In the first status-quo decision since May the FOMC voted to keep the fed funds target range at 1.5%-1.75% after reducing it 0.25% at each of the previous three meetings. Following the last cut in October Chairman Powell said that the bank deemed the risks to the US economy from the trade dispute with China and the global slowdown had diminished sufficiently to put policy on hold.  

The unanimous decision of the 10 member board was also the first since the committee began easing rates.  Esther George of Kansas City and Eric Rosengren of Boston had voted against each of the prior decreases.  

New economic and rate estimates, the Fed’s quarterly  Projection Materials, left GDP predictions unchanged from the last release in September, 2.2% this year, 2.0% in 2020 and 1.9% and 1.8% in subsequent years.  The US has averaged 2.4% through the first three quarters in 2019.
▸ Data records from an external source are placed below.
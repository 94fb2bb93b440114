//! azmon-probe: the per-request probe pipeline.
//!
//! A probe runs in two phases under one [`azmon_client::Deadline`]:
//!
//! 1. **Discovery** ([`discovery`]): the paginated inventory query, optionally
//!    served from the shared inventory cache.
//! 2. **Fetch** ([`fetch`]): metrics for each (region, subscription) bucket in
//!    batches of at most 50 resource IDs, reduced to the latest value per
//!    aggregation and synthesized into gauges ([`synth`]).
//!
//! Samples are pushed into a [`SampleSink`] and rendered by [`exposition`].

pub mod clients;
pub mod collector;
pub mod discovery;
pub mod error;
pub mod exposition;
pub mod fetch;
pub mod sample;
pub mod synth;

#[cfg(test)]
pub(crate) mod testing;

pub use clients::MetricsClientCache;
pub use collector::{Probe, ProbeServices, SCRAPE_TIMEOUT_HEADER, probe_timeout};
pub use error::{ProbeError, ProbeResult};
pub use fetch::EntityOutcome;
pub use sample::{Gauge, Labels, MetricIdentity, Sample, SampleSink};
Fed funds were projected to be 1.6% at the end of this year and the same for 2020, both down from the 1.9% estimates in the September materials.  These adjustments reflected reality.  At the conclusion of the September meeting the base target range had been 1.75%-2.0%.

Currency markets were disappointed with the Fed’s non-committal outlook and sold the dollar. The euro gained about 50 points to a high of 1.1146 in the hour after the release, its highest in five weeks.

After each of the previous rate cuts Chairman Powell had stressed the strength of the US economy particularly in the labor market and pointed out that the change in policy was necessary to defend the US expansion from external threats not because of domestic factors.

In his press conference following the October meeting Mr. Powell noted that the US-China trade war and the British exit from the European Union seemed closer to solution.  

In addition the US economy has prospered since the October FOMC. Non-farm payrolls have had an excellent quarter with the three month moving average rising to 205,000, increasing wages and a return to the five decade 3.5% low in the unemployment rate.  The Atlanta Fed’s current GDP estimate for the final three months of the year is 2.0% sharply higher from 0.3% just one month ago.

Mr. Powell was decidedly lower key in his description of the US economy on Wednesday, mentioning the positive aspects of the expansion fewer times and less emphatically than he did in his last three efforts.  

In reference to inflation which has persistently been below the Fed’s 2% target, he made it plain that the bank will not raise its base rate until it sees a significant and persistent increase in prices.

The combination of the Chairman’s subdued performance, the equivocal Fed economic and rate projections and the return of inflation to the policy mix put the dollar on the defensive and provided little spirit for equities which were largely unchanged.

It may be that with the two most often cited external threats to the US economy, Brexit and the US-China trade war reaching potential climaxes in the next few days, with a wide variety of possible outcomes, the central bank did not feel now was the proper time for confident assertions about the economic future.